A recent study titled ‘Prevalence and factors associated with family planning during COVID-19 pandemic in Bangladesh: A cross-sectional study’ was published on PLOS ONE on September 21, 2021. The COVID-19 pandemic has negatively impacted health systems worldwide, including in Bangladesh, limiting access to family planning information (FP) and services. This study aimed to examine the socioeconomic, demographic, and other critical factors linked to the use of FP in the studied areas during the COVID-19 pandemic.

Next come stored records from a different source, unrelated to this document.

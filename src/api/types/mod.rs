//! HTTP request/response types

pub mod account;
pub mod error;
pub mod json;

pub use account::{
    LoginRequest, LoginResponse, MessageResponse, RefreshRequest, SignupRequest, UsersResponse,
};
pub use error::{ApiError, ApiErrorResponse};
pub use json::Json;
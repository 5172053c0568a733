use tracing_subscriber::{
    fmt::{self, format::FmtSpan},
    layer::SubscriberExt,
    util::SubscriberInitExt,
    EnvFilter,
};

use crate::config::{LogFormat, LoggingConfig};

/// Install the global subscriber. `RUST_LOG` overrides the configured level.
pub fn init_logging(config: &LoggingConfig) {
    let filter = EnvFilter::try_from_default_env()
        .unwrap_or_else(|_| EnvFilter::new(&config.level));

    match config.format {
        LogFormat::Json => {
            tracing_subscriber::registry()
                .with(filter)
                .with(fmt::layer().json().with_span_events(FmtSpan::CLOSE))
                .init();
        }
        LogFormat::Pretty => {
            tracing_subscriber::registry()
                .with(filter)
                .with(
                    fmt::layer()
                        .pretty()
                        .with_target(true)
                        .with_span_events(FmtSpan::CLOSE),
                )
                .init();
        }
    }

    tracing::info!(level = %config.level, "Logging initialized");
}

The study was co-conducted by the following authors:

  • Nitai Roy, Md. Bony Amin, Maskura Jahan Maliha, Md Aktarujjaman from Patuakhali Science and Technology University, Bangladesh;
  • Bibhuti Sarker from University of Manitoba, Winnipeg, Canada and Bangabandhu Sheikh Mujibur Rahman Science and Technology University, Gopalganj, Bangladesh;
  • Ekhtear Hossain, Department of Biological Sciences and Chemistry, Southern University and A&M College, Baton Rouge, LA, United States of America; and
  • Gourango Talukdar from Department of Neuroscience, University of Minnesota, Minneapolis, MN, United States of America

 

Download the full paper (PDF)

Methodology

The characteristics of the respondents were assessed using a cross-sectional questionnaire survey and descriptive statistics. The variables that were substantially linked with FP usage were identified using a Chi-square test. In addition, a multivariate logistic regression model was used to identify the parameters linked to FP in the study areas during the COVID-19 pandemic.

Findings

The prevalence of FP use among currently married 15–49 years aged women was 36.03% suggesting a 23% (approximately) decrease compared to before pandemic data. Results also showed that 24.42% of the respondents were using oral contraceptive pills (OCP) which is lower than before pandemic data (61.7%). Multivariate regression analysis provided broader insight into the factors affecting FP use. Results showed that woman’s age, education level of the respondents, working status of the household head, locality, reading a newspaper, FP workers’ advice, currently using OCP, ever used OCP, husbands’ supportive attitude towards OCP use, duration of the marriage, ever pregnant, the number of children and dead child were significantly associated with FP use in the study areas during COVID-19 pandemic.

This study discusses unobserved factors that contributed to a reduction in FP use and identifies impediments to FP use in Bangladesh during the COVID-19 epidemic. This research further adds to our understanding of FP usage by revealing the scope of the COVID-19 pandemic’s impact on FP use in Bangladesh’s rural and urban areas.